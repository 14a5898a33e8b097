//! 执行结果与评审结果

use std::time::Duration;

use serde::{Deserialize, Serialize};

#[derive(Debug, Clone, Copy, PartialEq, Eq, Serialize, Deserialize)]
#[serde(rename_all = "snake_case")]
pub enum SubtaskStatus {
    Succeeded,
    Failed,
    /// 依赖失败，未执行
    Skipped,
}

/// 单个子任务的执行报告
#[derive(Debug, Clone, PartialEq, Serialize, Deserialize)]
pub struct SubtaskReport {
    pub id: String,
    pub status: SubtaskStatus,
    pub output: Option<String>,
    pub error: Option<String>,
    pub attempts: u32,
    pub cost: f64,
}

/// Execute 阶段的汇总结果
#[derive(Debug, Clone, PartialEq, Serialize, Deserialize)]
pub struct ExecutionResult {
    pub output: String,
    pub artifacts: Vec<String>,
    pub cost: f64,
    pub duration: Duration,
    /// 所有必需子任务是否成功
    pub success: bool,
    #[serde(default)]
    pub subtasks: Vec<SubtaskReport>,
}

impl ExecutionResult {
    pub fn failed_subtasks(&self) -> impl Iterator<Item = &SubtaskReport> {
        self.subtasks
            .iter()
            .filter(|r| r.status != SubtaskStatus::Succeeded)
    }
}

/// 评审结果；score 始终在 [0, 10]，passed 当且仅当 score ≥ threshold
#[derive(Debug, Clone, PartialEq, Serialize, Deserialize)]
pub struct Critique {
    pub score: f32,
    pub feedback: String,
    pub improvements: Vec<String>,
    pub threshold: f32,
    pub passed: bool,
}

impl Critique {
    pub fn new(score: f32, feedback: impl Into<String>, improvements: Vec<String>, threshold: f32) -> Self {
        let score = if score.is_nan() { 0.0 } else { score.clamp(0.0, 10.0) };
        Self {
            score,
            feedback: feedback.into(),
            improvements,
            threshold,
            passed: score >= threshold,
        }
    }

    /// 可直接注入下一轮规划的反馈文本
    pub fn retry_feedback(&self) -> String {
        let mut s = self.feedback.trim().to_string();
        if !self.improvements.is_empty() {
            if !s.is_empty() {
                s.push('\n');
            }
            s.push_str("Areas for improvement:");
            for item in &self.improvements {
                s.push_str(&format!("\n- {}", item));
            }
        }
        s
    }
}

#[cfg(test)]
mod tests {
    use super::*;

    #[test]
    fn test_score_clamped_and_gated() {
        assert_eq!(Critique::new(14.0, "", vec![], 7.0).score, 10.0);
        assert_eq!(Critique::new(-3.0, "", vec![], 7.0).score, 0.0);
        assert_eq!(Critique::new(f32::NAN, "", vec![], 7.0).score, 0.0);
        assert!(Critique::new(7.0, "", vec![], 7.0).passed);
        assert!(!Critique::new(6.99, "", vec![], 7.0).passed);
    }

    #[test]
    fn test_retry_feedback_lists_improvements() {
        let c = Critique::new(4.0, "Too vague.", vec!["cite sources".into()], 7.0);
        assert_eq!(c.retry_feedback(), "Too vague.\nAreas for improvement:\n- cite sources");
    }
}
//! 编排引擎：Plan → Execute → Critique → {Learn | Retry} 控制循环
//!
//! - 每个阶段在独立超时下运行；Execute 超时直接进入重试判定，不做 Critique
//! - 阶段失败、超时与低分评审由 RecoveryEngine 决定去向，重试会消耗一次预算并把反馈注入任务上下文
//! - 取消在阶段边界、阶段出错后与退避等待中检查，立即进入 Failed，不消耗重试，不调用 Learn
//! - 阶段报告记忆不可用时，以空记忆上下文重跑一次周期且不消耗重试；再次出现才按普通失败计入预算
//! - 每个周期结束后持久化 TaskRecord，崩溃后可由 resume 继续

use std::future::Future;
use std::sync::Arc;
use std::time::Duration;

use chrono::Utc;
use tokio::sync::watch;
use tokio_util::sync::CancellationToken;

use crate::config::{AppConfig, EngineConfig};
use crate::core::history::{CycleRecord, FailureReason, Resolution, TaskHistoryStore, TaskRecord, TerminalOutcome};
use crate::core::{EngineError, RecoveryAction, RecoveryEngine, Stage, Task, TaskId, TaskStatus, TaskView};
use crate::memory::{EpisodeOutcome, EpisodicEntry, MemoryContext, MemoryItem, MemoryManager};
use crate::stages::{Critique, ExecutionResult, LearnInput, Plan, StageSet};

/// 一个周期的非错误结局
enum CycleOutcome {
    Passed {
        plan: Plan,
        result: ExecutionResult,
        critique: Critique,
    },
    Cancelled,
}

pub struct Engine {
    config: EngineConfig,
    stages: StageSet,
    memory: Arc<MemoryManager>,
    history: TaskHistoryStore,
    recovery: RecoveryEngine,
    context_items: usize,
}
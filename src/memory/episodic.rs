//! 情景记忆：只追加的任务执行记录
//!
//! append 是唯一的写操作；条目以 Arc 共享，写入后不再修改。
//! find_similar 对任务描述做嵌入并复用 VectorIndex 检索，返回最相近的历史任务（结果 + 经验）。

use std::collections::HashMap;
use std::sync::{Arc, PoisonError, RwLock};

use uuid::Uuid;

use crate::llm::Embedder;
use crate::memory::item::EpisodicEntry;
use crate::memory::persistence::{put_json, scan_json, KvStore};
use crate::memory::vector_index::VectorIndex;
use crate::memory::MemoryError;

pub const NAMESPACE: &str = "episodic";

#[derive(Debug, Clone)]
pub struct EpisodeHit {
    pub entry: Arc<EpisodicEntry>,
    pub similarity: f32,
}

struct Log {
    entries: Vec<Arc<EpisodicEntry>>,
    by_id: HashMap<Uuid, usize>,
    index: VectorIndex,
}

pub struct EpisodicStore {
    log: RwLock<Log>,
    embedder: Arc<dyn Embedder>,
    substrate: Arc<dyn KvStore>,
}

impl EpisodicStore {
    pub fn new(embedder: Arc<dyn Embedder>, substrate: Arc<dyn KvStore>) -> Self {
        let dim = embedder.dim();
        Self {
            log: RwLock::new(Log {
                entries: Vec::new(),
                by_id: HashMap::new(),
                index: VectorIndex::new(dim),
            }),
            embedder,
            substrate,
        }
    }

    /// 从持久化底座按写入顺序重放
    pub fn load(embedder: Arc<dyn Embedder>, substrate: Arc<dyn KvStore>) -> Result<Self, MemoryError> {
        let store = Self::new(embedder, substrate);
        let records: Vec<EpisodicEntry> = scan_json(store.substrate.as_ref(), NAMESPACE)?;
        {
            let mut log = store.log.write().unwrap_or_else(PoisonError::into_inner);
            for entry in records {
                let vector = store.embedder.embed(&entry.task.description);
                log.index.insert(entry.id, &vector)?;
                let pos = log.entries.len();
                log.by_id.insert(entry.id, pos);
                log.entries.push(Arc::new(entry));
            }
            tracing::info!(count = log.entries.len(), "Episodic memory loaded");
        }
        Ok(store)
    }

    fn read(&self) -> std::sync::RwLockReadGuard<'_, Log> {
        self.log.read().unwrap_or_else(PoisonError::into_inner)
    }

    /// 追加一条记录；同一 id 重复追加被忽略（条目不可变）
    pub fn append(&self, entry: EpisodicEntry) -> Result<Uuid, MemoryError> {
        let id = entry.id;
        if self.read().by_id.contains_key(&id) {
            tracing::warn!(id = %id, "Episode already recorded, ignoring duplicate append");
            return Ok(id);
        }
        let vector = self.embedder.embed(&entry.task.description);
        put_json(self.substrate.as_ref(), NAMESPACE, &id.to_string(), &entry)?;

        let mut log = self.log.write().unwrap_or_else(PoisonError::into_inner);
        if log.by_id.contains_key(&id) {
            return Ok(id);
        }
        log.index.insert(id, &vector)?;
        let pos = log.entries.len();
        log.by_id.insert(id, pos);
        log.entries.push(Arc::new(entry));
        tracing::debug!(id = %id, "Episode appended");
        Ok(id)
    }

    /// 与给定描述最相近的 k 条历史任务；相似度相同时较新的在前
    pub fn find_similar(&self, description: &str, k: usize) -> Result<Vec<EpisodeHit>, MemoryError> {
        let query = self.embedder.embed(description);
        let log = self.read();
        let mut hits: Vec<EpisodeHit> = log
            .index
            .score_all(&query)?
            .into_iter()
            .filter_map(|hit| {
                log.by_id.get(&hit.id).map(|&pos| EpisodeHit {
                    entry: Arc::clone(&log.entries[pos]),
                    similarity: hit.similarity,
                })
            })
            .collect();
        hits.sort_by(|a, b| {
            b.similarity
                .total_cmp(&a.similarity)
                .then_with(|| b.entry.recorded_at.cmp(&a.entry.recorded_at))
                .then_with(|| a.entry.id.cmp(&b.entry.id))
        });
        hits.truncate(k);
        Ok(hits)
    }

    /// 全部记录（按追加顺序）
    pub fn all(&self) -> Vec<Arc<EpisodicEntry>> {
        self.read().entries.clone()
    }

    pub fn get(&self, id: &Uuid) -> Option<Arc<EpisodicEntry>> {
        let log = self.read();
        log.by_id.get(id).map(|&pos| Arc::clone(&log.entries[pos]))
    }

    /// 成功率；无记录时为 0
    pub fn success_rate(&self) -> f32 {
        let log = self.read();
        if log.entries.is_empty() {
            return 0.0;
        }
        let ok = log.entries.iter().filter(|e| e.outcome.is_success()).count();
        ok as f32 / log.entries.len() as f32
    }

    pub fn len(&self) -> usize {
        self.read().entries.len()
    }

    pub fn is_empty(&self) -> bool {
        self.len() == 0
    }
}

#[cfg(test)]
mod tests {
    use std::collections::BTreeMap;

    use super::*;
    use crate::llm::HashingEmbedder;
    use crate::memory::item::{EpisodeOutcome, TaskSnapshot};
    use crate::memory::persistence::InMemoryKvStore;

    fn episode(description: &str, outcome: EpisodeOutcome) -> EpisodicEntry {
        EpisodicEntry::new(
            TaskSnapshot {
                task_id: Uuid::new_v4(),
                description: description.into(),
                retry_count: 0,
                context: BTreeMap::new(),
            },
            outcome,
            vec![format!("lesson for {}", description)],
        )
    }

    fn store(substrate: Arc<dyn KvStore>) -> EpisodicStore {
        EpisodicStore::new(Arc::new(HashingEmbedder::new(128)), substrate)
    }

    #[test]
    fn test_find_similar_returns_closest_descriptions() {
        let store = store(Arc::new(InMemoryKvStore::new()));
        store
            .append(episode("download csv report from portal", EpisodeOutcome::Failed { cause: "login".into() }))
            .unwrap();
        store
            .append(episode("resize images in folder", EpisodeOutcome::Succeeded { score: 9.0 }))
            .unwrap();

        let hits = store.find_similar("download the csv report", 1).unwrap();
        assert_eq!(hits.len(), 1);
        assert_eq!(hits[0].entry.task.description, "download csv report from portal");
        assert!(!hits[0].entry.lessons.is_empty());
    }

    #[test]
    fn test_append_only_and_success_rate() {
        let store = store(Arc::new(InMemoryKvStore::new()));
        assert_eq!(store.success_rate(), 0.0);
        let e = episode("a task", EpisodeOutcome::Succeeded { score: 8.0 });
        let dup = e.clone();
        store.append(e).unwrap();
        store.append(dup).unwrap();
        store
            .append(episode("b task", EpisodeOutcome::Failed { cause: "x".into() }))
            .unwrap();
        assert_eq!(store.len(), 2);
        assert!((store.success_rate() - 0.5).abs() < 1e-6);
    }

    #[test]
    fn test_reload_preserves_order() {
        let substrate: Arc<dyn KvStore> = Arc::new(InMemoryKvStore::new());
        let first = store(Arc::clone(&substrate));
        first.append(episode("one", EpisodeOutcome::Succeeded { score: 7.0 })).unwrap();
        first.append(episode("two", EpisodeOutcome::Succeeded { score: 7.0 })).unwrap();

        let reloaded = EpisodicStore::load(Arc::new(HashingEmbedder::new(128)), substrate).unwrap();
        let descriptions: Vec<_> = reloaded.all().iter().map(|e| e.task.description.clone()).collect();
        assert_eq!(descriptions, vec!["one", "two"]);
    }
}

**Problem statement**: Lines in the data that include the word "impl" should all be copied.

**Expected output**:
impl ExecutionResult {
    pub fn failed_subtasks(&self) -> impl Iterator<Item = &SubtaskReport> {
impl Critique {
    pub fn new(score: f32, feedback: impl Into<String>, improvements: Vec<String>, threshold: f32) -> Self {
impl EpisodicStore {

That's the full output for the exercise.